Cette forme de contraception de secours joue également un rôle significatif. Chaque année, plus de 100’000 pilules du lendemain sont vendues, selon les estimations, Sandoz, le fabricant de la seule marque disponible en Suisse, ne donnant pas de chiffres.

Un des autres facteurs du bas niveau de grossesses indésirables est la richesse relative du pays. «Bien que les grossesses non désirées soient interrompues par des femmes de tous âges et origines sociales, un statut socio-économique inférieur constitue l’un des principaux facteurs de risque», précise Rainer Kamber.

Résistances

Un total annuel de plus de 10’000 avortements par an (ou 6,8 avortements pour 1000 femmes de 15 à 44 ans) correspond, au fil du temps, à une femme sur cinq avortant à un moment de sa vie. Mais tout le monde ne considère pas l’interruption d’une grossesse indésirable comme une simple réalité de la vie.

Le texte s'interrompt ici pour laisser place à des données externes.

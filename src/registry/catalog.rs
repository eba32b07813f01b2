//! Model descriptors and the registry catalog.

use std::collections::{HashMap, HashSet};
use std::fs;
use std::io::Read;
use std::path::{Path, PathBuf};
use std::sync::{Arc, RwLock};

use ring::digest::{Context, SHA256};
use serde::{Deserialize, Serialize};
use thiserror::Error;

use crate::config::ModelEntry;
use crate::corpus::hex_encode;

/// Errors that can occur during registry operations.
#[derive(Debug, Error)]
pub enum RegistryError {
    #[error("model not found in catalog: {0}")]
    ModelNotFound(String),

    #[error("model not downloaded: {0}")]
    ModelNotDownloaded(String),

    #[error("artifact integrity check failed for {model_id}: expected {expected}, got {actual}")]
    DownloadIntegrity {
        model_id: String,
        expected: String,
        actual: String,
    },

    #[error("download request failed: {0}")]
    Http(#[from] reqwest::Error),

    #[error("IO error: {0}")]
    Io(#[from] std::io::Error),

    #[error("download cancelled: {0}")]
    Cancelled(String),
}

/// Result type for registry operations.
pub type Result<T> = std::result::Result<T, RegistryError>;

/// Performance tier label for a model.
#[derive(Debug, Clone, Copy, PartialEq, Eq, Serialize, Deserialize)]
#[serde(rename_all = "lowercase")]
pub enum PerformanceTier {
    /// Small and quick, lower retrieval quality.
    Fast,
    /// Middle ground.
    Balanced,
    /// Larger model, best retrieval quality.
    Quality,
}

/// A known local model and the on-disk location of its artifacts.
#[derive(Debug, Clone)]
pub struct ModelDescriptor {
    /// Model identifier.
    pub id: String,
    /// Performance tier label.
    pub tier: PerformanceTier,
    /// Embedding dimensionality.
    pub dimension: usize,
    /// URL of the safetensors weights.
    pub weight_url: String,
    /// URL of the tokenizer JSON.
    pub tokenizer_url: String,
    /// Expected SHA-256 of the weights (hex), when configured.
    pub sha256: Option<String>,
    /// Expected SHA-256 of the tokenizer (hex), when configured.
    pub tokenizer_sha256: Option<String>,
    /// Local path of the weights.
    pub weight_path: PathBuf,
    /// Local path of the tokenizer.
    pub tokenizer_path: PathBuf,
}

impl ModelDescriptor {
    fn from_entry(entry: &ModelEntry, models_dir: &Path) -> Self {
        let model_dir = models_dir.join(&entry.id);
        Self {
            id: entry.id.clone(),
            tier: entry.tier,
            dimension: entry.dimension,
            weight_url: entry.weight_url.clone(),
            tokenizer_url: entry.tokenizer_url.clone(),
            sha256: entry.sha256.clone(),
            tokenizer_sha256: entry.tokenizer_sha256.clone(),
            weight_path: model_dir.join("model.safetensors"),
            tokenizer_path: model_dir.join("tokenizer.json"),
        }
    }
}

/// Read-only view of a catalog row plus its download state.
#[derive(Debug, Clone, Serialize)]
pub struct ModelSummary {
    /// Model identifier.
    pub id: String,
    /// Performance tier label.
    pub tier: PerformanceTier,
    /// Whether the artifacts are on disk and verified.
    pub downloaded: bool,
}

/// Catalog of known models with verified artifact management.
pub struct ModelRegistry {
    catalog: Vec<ModelDescriptor>,
    /// Model ids whose artifacts have passed verification this process.
    verified: RwLock<HashSet<String>>,
    /// Per-model download locks (single-flight per id).
    pub(super) inflight: tokio::sync::Mutex<HashMap<String, Arc<tokio::sync::Mutex<()>>>>,
    pub(super) client: reqwest::Client,
}

impl ModelRegistry {
    /// Builds the registry from the static catalog, rooting artifact paths
    /// under `models_dir`.
    pub fn new(entries: &[ModelEntry], models_dir: impl AsRef<Path>) -> Self {
        let models_dir = models_dir.as_ref();
        let catalog = entries
            .iter()
            .map(|entry| ModelDescriptor::from_entry(entry, models_dir))
            .collect();
        Self {
            catalog,
            verified: RwLock::new(HashSet::new()),
            inflight: tokio::sync::Mutex::new(HashMap::new()),
            client: reqwest::Client::new(),
        }
    }

    /// Read-only view of the catalog.
    pub fn list(&self) -> &[ModelDescriptor] {
        &self.catalog
    }

    /// Catalog rows with their current download state.
    pub fn summaries(&self) -> Vec<ModelSummary> {
        self.catalog
            .iter()
            .map(|desc| ModelSummary {
                id: desc.id.clone(),
                tier: desc.tier,
                downloaded: self.is_downloaded(&desc.id),
            })
            .collect()
    }

    /// Looks up a descriptor by id.
    pub fn get(&self, model_id: &str) -> Result<&ModelDescriptor> {
        self.catalog
            .iter()
            .find(|desc| desc.id == model_id)
            .ok_or_else(|| RegistryError::ModelNotFound(model_id.to_string()))
    }

    /// Whether the model's artifacts exist on disk and have passed
    /// integrity verification.
    ///
    /// Verification results are memoized; a model whose files disappear
    /// after verification reverts to not-downloaded.
    pub fn is_downloaded(&self, model_id: &str) -> bool {
        let Ok(desc) = self.get(model_id) else {
            return false;
        };

        let on_disk = desc.weight_path.is_file() && desc.tokenizer_path.is_file();
        if !on_disk {
            self.verified
                .write()
                .unwrap_or_else(|e| e.into_inner())
                .remove(model_id);
            return false;
        }

        if self
            .verified
            .read()
            .unwrap_or_else(|e| e.into_inner())
            .contains(model_id)
        {
            return true;
        }

        let ok = artifact_matches(&desc.weight_path, desc.sha256.as_deref())
            && artifact_matches(&desc.tokenizer_path, desc.tokenizer_sha256.as_deref());
        if ok {
            self.mark_verified(model_id);
        }
        ok
    }

    pub(super) fn mark_verified(&self, model_id: &str) {
        self.verified
            .write()
            .unwrap_or_else(|e| e.into_inner())
            .insert(model_id.to_string());
    }
}

/// Checks an on-disk artifact against an optional expected checksum.
///
/// With no configured checksum, presence alone is accepted.
pub(super) fn artifact_matches(path: &Path, expected_sha256: Option<&str>) -> bool {
    if !path.is_file() {
        return false;
    }
    let Some(expected) = expected_sha256 else {
        return true;
    };
    match file_sha256(path) {
        Ok(actual) => actual.eq_ignore_ascii_case(expected),
        Err(_) => false,
    }
}

/// Hex-encoded SHA-256 of a file.
pub(super) fn file_sha256(path: &Path) -> std::io::Result<String> {
    let mut file = fs::File::open(path)?;
    let mut context = Context::new(&SHA256);
    let mut buf = [0u8; 8192];
    loop {
        let n = file.read(&mut buf)?;
        if n == 0 {
            break;
        }
        context.update(&buf[..n]);
    }
    Ok(hex_encode(context.finish().as_ref()))
}

#[cfg(test)]
mod tests {
    use super::*;

    fn test_entry(id: &str) -> ModelEntry {
        ModelEntry {
            id: id.to_string(),
            tier: PerformanceTier::Fast,
            dimension: 512,
            weight_url: "https://example.com/model.safetensors".to_string(),
            tokenizer_url: "https://example.com/tokenizer.json".to_string(),
            sha256: None,
            tokenizer_sha256: None,
        }
    }

    fn write_artifacts(registry: &ModelRegistry, id: &str) {
        let desc = registry.get(id).unwrap();
        fs::create_dir_all(desc.weight_path.parent().unwrap()).unwrap();
        fs::write(&desc.weight_path, b"weights").unwrap();
        fs::write(&desc.tokenizer_path, b"tokenizer").unwrap();
    }

    #[test]
    fn unknown_model_is_not_found() {
        let dir = tempfile::tempdir().unwrap();
        let registry = ModelRegistry::new(&[test_entry("a")], dir.path());

        assert!(matches!(
            registry.get("missing"),
            Err(RegistryError::ModelNotFound(_))
        ));
        assert!(!registry.is_downloaded("missing"));
    }

    #[test]
    fn fresh_model_is_not_downloaded() {
        let dir = tempfile::tempdir().unwrap();
        let registry = ModelRegistry::new(&[test_entry("a")], dir.path());
        assert!(!registry.is_downloaded("a"));
    }

    #[test]
    fn present_artifacts_without_checksum_count_as_downloaded() {
        let dir = tempfile::tempdir().unwrap();
        let registry = ModelRegistry::new(&[test_entry("a")], dir.path());
        write_artifacts(&registry, "a");

        assert!(registry.is_downloaded("a"));
    }

    #[test]
    fn checksum_mismatch_means_not_downloaded() {
        let dir = tempfile::tempdir().unwrap();
        let mut entry = test_entry("a");
        entry.sha256 = Some("0".repeat(64));
        let registry = ModelRegistry::new(&[entry], dir.path());
        write_artifacts(&registry, "a");

        assert!(!registry.is_downloaded("a"));
    }

    #[test]
    fn matching_checksum_is_verified() {
        let dir = tempfile::tempdir().unwrap();
        let mut entry = test_entry("a");
        // Set up files first to compute the real digest.
        let registry = ModelRegistry::new(&[entry.clone()], dir.path());
        write_artifacts(&registry, "a");
        let desc = registry.get("a").unwrap();
        entry.sha256 = Some(file_sha256(&desc.weight_path).unwrap());

        let registry = ModelRegistry::new(&[entry], dir.path());
        assert!(registry.is_downloaded("a"));
    }

    #[test]
    fn deleted_artifacts_revert_to_not_downloaded() {
        let dir = tempfile::tempdir().unwrap();
        let registry = ModelRegistry::new(&[test_entry("a")], dir.path());
        write_artifacts(&registry, "a");
        assert!(registry.is_downloaded("a"));

        let desc = registry.get("a").unwrap();
        fs::remove_file(&desc.weight_path).unwrap();

        assert!(!registry.is_downloaded("a"));
    }

    #[test]
    fn summaries_reflect_state() {
        let dir = tempfile::tempdir().unwrap();
        let registry = ModelRegistry::new(&[test_entry("a"), test_entry("b")], dir.path());
        write_artifacts(&registry, "b");

        let summaries = registry.summaries();
        assert_eq!(summaries.len(), 2);
        assert!(!summaries[0].downloaded);
        assert!(summaries[1].downloaded);
    }
}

Récemment, les milieux qui s’étaient battus contre la légalisation totale avant 2002 sont revenus à la charge, cette fois en visant le porte-monnaie. L’initiative «Financer l’avortement est une affaire privée», qui sera soumise en votation l’année prochaine, cherche à supprimer l’avortement de la liste des prestations de base couvertes par l’assurance maladie obligatoire. En échange, le texte propose un système selon lequel les femmes devraient soit s’assurer séparément contre l’éventualité d’une interruption de grossesse indésirable, soit payer cette prestation de leur poche.

Il s’agit là autant d’une question morale que d’une mesure de réduction des primes de l’assurance-maladie, selon Peter Föhn, député démocrate du centre (UDC / droite conservatrice) et coprésident du comité d’initiative. «Personnellement, je ne suis pas prêt à cofinancer un avortement, pas plus que je n’attends de ceux qui y sont opposés qu’ils le fassent.» L’initiative fait une exception pour les cas où la vie de la mère est en danger et pour des grossesses consécutives à un viol.

Éthique

Dans l’idéal, Peter Föhn souhaiterait voir le taux d’avortement en Suisse réduit à zéro. «Chaque meurtre d’une personne à naître est un meurtre de trop, comme celui de n’importe quelle personne», déclare-t-il. À défaut, il estime nécessaire d’agir, même à petite échelle: «L’Etat ou la communauté ne doivent en aucun cas faciliter l’avortement, l’encourager ou, comme c’est le cas en Suisse, le faire payer par l’assurance de base.»

Anne-Marie Rey, militante pro-avortement de la première heure, considère l’initiative comme un stratagème utilisé par les milieux anti-avortement pour obtenir un retour en arrière. «Ce n’est qu’un prétexte pour rouvrir toute la discussion sur la question. Les seules femmes qui seraient touchées par ce texte seraient les pauvres. Ce qui est absolument contraire à la morale et discriminatoire», juge-t-elle.

Quant aux professionnels de la santé, comme Johannes Bitzer, ils continueront leurs efforts pour améliorer la prévalence et l’efficacité de la contraception, tout en dispensant des soins aux femmes confrontées à une grossesses de crise. «Nous connaîtrons toujours des situations de grossesse indésirable et nous pensons que la discussion éthique se poursuivra, car elle ne sera jamais résolue.»

La Suisse enregistre 80’808 naissances par an.

Plus de 100’000 pilules du lendemain sont vendues chaque année.

11’079 avortements (10’694 de résidentes suisses).

En outre, on estime que 12% des grossesses volontaires se transforment en fausses couches.

En 2011, les avortements effectués sur des femmes résidant en Suisse ont représenté un taux de 6,8 pour 1000 femmes de 15 à 44 ans, ou de 132 avortements pour 1000 naissances. Ces chiffres sont presque identiques à ceux de 2010.

Les 75% d’avortements sont effectués durant les huit premières semaines de grossesse.

Après 12 semaines, les avortements sont autorisés sans deuxième avis pour raisons de santé, dont le risque de grave handicap mental. Dans les faits, seulement 4% des avortements en Suisse sont effectués après douze semaines.

Environ 4% des avortements effectués en Suisse concernent des femmes d’un autre pays.

Quelque 64% des femmes qui ont subi un avortements en 2011 ont utilisé une pilule, contre 49% en 2004.

Les filles de moins de 16 ans qui souhaitent avorter bénéficient de conseils spécialisés et sont autorisées à le faire sans l’accord de leurs parents.